#### Saved entries:
################
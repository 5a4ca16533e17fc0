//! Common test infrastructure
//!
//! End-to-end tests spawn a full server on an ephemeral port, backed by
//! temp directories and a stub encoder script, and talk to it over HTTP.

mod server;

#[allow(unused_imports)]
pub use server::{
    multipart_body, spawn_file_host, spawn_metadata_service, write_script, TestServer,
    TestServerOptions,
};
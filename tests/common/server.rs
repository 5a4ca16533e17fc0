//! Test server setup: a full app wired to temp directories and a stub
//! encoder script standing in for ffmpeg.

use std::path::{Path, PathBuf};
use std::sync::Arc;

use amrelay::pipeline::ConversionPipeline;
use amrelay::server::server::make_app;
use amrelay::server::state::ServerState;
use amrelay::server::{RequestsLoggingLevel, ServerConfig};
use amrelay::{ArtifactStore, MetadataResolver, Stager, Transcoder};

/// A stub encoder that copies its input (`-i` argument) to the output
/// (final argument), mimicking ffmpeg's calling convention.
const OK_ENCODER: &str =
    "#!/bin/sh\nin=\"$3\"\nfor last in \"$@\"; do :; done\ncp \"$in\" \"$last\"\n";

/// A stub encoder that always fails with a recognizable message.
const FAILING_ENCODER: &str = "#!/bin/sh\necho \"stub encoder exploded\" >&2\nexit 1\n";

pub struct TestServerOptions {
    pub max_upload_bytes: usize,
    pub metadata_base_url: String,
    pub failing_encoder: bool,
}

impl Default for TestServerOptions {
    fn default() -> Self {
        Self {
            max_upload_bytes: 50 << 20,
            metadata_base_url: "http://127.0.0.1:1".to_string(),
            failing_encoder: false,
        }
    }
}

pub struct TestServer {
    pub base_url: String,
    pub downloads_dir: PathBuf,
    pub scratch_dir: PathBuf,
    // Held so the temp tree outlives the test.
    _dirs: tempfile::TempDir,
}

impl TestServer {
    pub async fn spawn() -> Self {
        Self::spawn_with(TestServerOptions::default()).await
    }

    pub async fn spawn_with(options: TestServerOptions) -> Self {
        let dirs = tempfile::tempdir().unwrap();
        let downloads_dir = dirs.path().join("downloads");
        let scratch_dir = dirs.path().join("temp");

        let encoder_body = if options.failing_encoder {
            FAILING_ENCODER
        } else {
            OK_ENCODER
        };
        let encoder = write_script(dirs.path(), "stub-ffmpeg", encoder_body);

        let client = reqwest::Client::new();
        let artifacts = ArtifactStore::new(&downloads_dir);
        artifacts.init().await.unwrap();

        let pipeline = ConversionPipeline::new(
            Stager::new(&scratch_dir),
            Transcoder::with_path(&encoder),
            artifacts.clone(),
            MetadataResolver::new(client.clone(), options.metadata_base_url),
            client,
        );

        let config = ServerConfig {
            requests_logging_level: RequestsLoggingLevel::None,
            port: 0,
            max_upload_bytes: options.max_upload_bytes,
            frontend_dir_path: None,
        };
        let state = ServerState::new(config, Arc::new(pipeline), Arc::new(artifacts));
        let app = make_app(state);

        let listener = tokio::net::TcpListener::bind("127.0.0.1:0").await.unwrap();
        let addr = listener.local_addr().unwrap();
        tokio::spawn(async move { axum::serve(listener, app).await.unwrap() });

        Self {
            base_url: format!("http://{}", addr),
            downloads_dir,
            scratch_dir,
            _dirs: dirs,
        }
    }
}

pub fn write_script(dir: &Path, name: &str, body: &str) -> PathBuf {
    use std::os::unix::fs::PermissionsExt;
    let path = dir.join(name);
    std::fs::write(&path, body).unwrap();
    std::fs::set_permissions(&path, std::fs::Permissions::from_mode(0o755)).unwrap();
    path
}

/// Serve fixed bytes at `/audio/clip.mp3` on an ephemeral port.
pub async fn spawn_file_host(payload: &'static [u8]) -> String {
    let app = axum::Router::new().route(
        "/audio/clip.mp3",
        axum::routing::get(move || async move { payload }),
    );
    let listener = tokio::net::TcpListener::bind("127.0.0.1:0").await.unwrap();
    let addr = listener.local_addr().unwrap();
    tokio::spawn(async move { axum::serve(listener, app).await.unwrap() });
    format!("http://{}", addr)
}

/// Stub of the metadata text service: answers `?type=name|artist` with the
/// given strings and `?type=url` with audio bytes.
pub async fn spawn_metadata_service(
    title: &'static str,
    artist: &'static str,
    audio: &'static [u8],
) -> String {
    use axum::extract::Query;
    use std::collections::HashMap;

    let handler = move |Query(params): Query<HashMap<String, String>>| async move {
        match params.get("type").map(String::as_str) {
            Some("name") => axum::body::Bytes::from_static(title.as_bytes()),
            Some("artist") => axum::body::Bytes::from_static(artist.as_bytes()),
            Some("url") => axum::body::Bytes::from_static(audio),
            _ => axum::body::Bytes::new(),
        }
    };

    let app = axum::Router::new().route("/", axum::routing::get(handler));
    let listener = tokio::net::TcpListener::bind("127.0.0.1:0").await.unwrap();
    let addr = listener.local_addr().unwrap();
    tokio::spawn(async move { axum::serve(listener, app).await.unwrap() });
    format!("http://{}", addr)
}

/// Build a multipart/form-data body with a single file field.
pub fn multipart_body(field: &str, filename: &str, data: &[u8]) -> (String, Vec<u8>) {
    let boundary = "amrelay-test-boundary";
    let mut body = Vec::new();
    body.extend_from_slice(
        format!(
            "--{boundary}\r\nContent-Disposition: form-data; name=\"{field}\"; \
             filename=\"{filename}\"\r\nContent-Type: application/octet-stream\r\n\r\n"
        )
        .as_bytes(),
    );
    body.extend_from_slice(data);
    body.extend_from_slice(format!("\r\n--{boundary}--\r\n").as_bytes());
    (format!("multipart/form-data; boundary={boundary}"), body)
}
################
#### Task goal:
How many lines above contain the word "boundary"? Answer with the number alone.

#### Reply to the exercise:
4